Stores a config fingerprint in `run.json` and generates a `run_summary.json` for
cross-run comparison. The fingerprint captures all pipeline parameters that affect results.
The summary precomputes metrics for fast comparison without loading full result files.

See `notebooks/comparison/cross_run_comparison.ipynb` for cross-run analysis.

In [None]:
# Cell F — Store Config Fingerprint & Generate Run Summary
from memory_retrieval.experiments.comparison import (
    build_config_fingerprint,
    generate_run_summary,
)
from memory_retrieval.infra.runs import update_config_fingerprint

# Build fingerprint from this run's configuration
fingerprint = build_config_fingerprint(
    extraction_prompt_version=PROMPT_VERSION,
    embedding_model="mxbai-embed-large",
    search_backend="vector",
    search_limit=SEARCH_LIMIT,
    distance_threshold=DISTANCE_THRESHOLD,
    query_model=MODEL_EXPERIMENT,
    query_prompt_version=PROMPT_VERSION,
    reranker_model="BAAI/bge-reranker-v2-m3",
    rerank_text_strategies=list(RERANK_TEXT_STRATEGIES.keys()),
)

# Store in run.json
update_config_fingerprint(RUN_DIR, fingerprint)
print(f"Config fingerprint stored: {fingerprint['fingerprint_hash']}")
for key, value in fingerprint.items():
    if key != "fingerprint_hash":
        print(f"  {key}: {value}")

# Generate run summary
summary = generate_run_summary(RUN_DIR, strategies=list(RERANK_TEXT_STRATEGIES.keys()))
macro = summary.get("macro_averaged", {})
print(f"\nRun summary generated: {RUN_DIR / 'run_summary.json'}")
print(f"  Test cases: {summary['num_test_cases']}")
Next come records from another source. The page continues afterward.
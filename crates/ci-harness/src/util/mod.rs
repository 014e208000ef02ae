//! Small async helpers shared by the poll loops.

pub mod poll;

pub use poll::poll_until;
//! In-memory [`ClusterApi`] double for unit tests.

use std::collections::BTreeMap;
use std::collections::HashMap;
use std::collections::HashSet;
use std::collections::VecDeque;
use std::sync::Mutex;

use k8s_openapi::api::batch::v1::Job;
use k8s_openapi::api::core::v1::ConfigMap;
use k8s_openapi::api::core::v1::Pod;
use k8s_openapi::api::core::v1::PodCondition;
use k8s_openapi::api::core::v1::PodStatus;
use k8s_openapi::api::rbac::v1::Role;
use k8s_openapi::api::rbac::v1::RoleBinding;
use k8s_openapi::apimachinery::pkg::apis::meta::v1::ObjectMeta;
use kube::api::DynamicObject;

use super::client::ApiResult;
use super::client::ClusterApi;
use super::client::KubeApiError;

#[derive(Default)]
struct State {
    calls: Vec<String>,
    config_maps: HashMap<String, BTreeMap<String, String>>,
    rbac: HashSet<String>,
    pod_snapshots: VecDeque<Vec<Pod>>,
    fail_create_of: Option<String>,
}

/// Records every call and keeps ConfigMaps in memory.
#[derive(Default)]
pub(crate) struct MockClusterApi {
    state: Mutex<State>,
}

impl MockClusterApi {
    pub(crate) fn new() -> Self {
        Self::default()
    }

    /// Queue the pod list returned by successive `list_pods` calls. The last
    /// snapshot keeps being returned once the queue is drained.
    pub(crate) fn push_pods(&self, pods: Vec<Pod>) {
        self.state.lock().unwrap().pod_snapshots.push_back(pods);
    }

    pub(crate) fn set_config_map(&self, name: &str, data: &[(&str, &str)]) {
        let data = data
            .iter()
            .map(|(k, v)| (k.to_string(), v.to_string()))
            .collect();
        self.state
            .lock()
            .unwrap()
            .config_maps
            .insert(name.to_string(), data);
    }

    pub(crate) fn config_map(&self, name: &str) -> Option<BTreeMap<String, String>> {
        self.state.lock().unwrap().config_maps.get(name).cloned()
    }

    /// Make the create call for the named object fail.
    pub(crate) fn fail_create_of(&self, name: &str) {
        self.state.lock().unwrap().fail_create_of = Some(name.to_string());
    }

    pub(crate) fn calls(&self) -> Vec<String> {
        self.state.lock().unwrap().calls.clone()
    }

    fn record(&self, call: &str, name: &str) {
        self.state
            .lock()
            .unwrap()
            .calls
            .push(format!("{call}:{name}"));
    }

    fn check_create(&self, kind: &'static str, name: &str) -> ApiResult<()> {
        if self.state.lock().unwrap().fail_create_of.as_deref() == Some(name) {
            return Err(KubeApiError::Request {
                kind,
                name: name.to_string(),
                message: "injected failure".to_string(),
            });
        }
        Ok(())
    }

    /// RBAC objects are namespace-wide; a second create of the same name is a conflict.
    fn check_exists(&self, kind: &'static str, name: String) -> ApiResult<()> {
        let key = format!("{kind}/{name}");
        if !self.state.lock().unwrap().rbac.insert(key) {
            return Err(KubeApiError::Conflict { kind, name });
        }
        Ok(())
    }
}

fn name_of(meta: &ObjectMeta) -> String {
    meta.name.clone().unwrap_or_default()
}

/// Build a pod with the given phase and `Ready` condition status.
pub(crate) fn pod(name: &str, phase: &str, ready: &str) -> Pod {
    Pod {
        metadata: ObjectMeta {
            name: Some(name.to_string()),
            ..Default::default()
        },
        spec: None,
        status: Some(PodStatus {
            phase: Some(phase.to_string()),
            conditions: Some(vec![PodCondition {
                type_: "Ready".to_string(),
                status: ready.to_string(),
                ..Default::default()
            }]),
            ..Default::default()
        }),
    }
}

#[async_trait::async_trait]
impl ClusterApi for MockClusterApi {
    async fn create_pod(&self, _namespace: &str, pod: &Pod) -> ApiResult<()> {
        let name = name_of(&pod.metadata);
        self.record("create_pod", &name);
        self.check_create("Pod", &name)
    }

    async fn create_job(&self, _namespace: &str, job: &Job) -> ApiResult<()> {
        let name = name_of(&job.metadata);
        self.record("create_job", &name);
        self.check_create("Job", &name)
    }

    async fn create_volcano_job(&self, _namespace: &str, job: &DynamicObject) -> ApiResult<()> {
        let name = name_of(&job.metadata);
        self.record("create_volcano_job", &name);
        self.check_create("VolcanoJob", &name)
    }

    async fn create_config_map(&self, _namespace: &str, config_map: &ConfigMap) -> ApiResult<()> {
        let name = name_of(&config_map.metadata);
        self.record("create_config_map", &name);
        self.check_create("ConfigMap", &name)?;
        let mut state = self.state.lock().unwrap();
        if state.config_maps.contains_key(&name) {
            return Err(KubeApiError::Conflict {
                kind: "ConfigMap",
                name,
            });
        }
        state
            .config_maps
            .insert(name, config_map.data.clone().unwrap_or_default());
        Ok(())
    }

    async fn replace_config_map(&self, _namespace: &str, config_map: &ConfigMap) -> ApiResult<()> {
        let name = name_of(&config_map.metadata);
        self.record("replace_config_map", &name);
        let mut state = self.state.lock().unwrap();
        if !state.config_maps.contains_key(&name) {
            return Err(KubeApiError::NotFound {
                kind: "ConfigMap",
                name,
            });
        }
        state
            .config_maps
            .insert(name, config_map.data.clone().unwrap_or_default());
        Ok(())
    }

    async fn create_role(&self, _namespace: &str, role: &Role) -> ApiResult<()> {
        let name = name_of(&role.metadata);
        self.record("create_role", &name);
        self.check_create("Role", &name)?;
        self.check_exists("Role", name)
    }

    async fn create_role_binding(&self, _namespace: &str, binding: &RoleBinding) -> ApiResult<()> {
        let name = name_of(&binding.metadata);
        self.record("create_role_binding", &name);
        self.check_create("RoleBinding", &name)?;
        self.check_exists("RoleBinding", name)
    }

    async fn delete_job(&self, _namespace: &str, name: &str) -> ApiResult<()> {
        self.record("delete_job", name);
        Ok(())
    }

    async fn delete_volcano_job(&self, _namespace: &str, name: &str) -> ApiResult<()> {
        self.record("delete_volcano_job", name);
        Ok(())
    }

    async fn delete_config_map(&self, _namespace: &str, name: &str) -> ApiResult<()> {
        self.record("delete_config_map", name);
        match self.state.lock().unwrap().config_maps.remove(name) {
            Some(_) => Ok(()),
            None => Err(KubeApiError::NotFound {
                kind: "ConfigMap",
                name: name.to_string(),
            }),
        }
    }

    async fn list_pods(&self, _namespace: &str) -> ApiResult<Vec<Pod>> {
        let mut state = self.state.lock().unwrap();
        let pods = if state.pod_snapshots.len() > 1 {
            state.pod_snapshots.pop_front().unwrap_or_default()
        } else {
            state.pod_snapshots.front().cloned().unwrap_or_default()
        };
        Ok(pods)
    }

    async fn read_config_map_data(
        &self,
        _namespace: &str,
        name: &str,
    ) -> ApiResult<Option<BTreeMap<String, String>>> {
        Ok(self.state.lock().unwrap().config_maps.get(name).cloned())
    }
}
# Pre-rerank: overfetched (raw) metrics
pre_rerank = macro.get("pre_rerank", {})
overfetched = pre_rerank.get("overfetched", {})
print(
    f"\n  Pre-rerank (overfetched, raw): F1={overfetched.get('f1', 0):.3f} "
    f"P={overfetched.get('precision', 0):.3f} R={overfetched.get('recall', 0):.3f}"
)

# Pre-rerank: at optimal distance threshold
at_optimal_distance = pre_rerank.get("at_optimal_distance_threshold", {})
if at_optimal_distance:
    print(
        f"  Pre-rerank (optimal distance threshold): F1={at_optimal_distance.get('f1', 0):.3f} "
        f"P={at_optimal_distance.get('precision', 0):.3f} R={at_optimal_distance.get('recall', 0):.3f} "
        f"@ threshold={at_optimal_distance.get('optimal_threshold', 0):.4f}"
    )

# Pre-rerank: at optimal top-N
at_optimal_top_n = pre_rerank.get("at_optimal_top_n", {})
if at_optimal_top_n:
    print(
        f"  Pre-rerank (optimal top-N): F1={at_optimal_top_n.get('f1', 0):.3f} "
        f"P={at_optimal_top_n.get('precision', 0):.3f} R={at_optimal_top_n.get('recall', 0):.3f} "
        f"@ N={at_optimal_top_n.get('optimal_n', 0)}"
    )

# Post-rerank per strategy
post_rerank = macro.get("post_rerank", {})
for strategy_name, strategy_data in post_rerank.items():
    at_threshold = strategy_data.get("at_optimal_threshold", {})
    at_top_n = strategy_data.get("at_optimal_top_n", {})
    print(f"\n  Post-rerank ({strategy_name}):")
    if at_threshold:
        print(
            f"    At optimal threshold: F1={at_threshold.get('f1', 0):.3f} "
            f"P={at_threshold.get('precision', 0):.3f} R={at_threshold.get('recall', 0):.3f} "
            f"@ threshold={at_threshold.get('optimal_threshold', 0):.4f}"
        )
    if at_top_n:
        print(
            f"    At optimal top-N:     F1={at_top_n.get('f1', 0):.3f} "
            f"P={at_top_n.get('precision', 0):.3f} R={at_top_n.get('recall', 0):.3f} "
            f"@ N={at_top_n.get('optimal_n', 0)}"
        )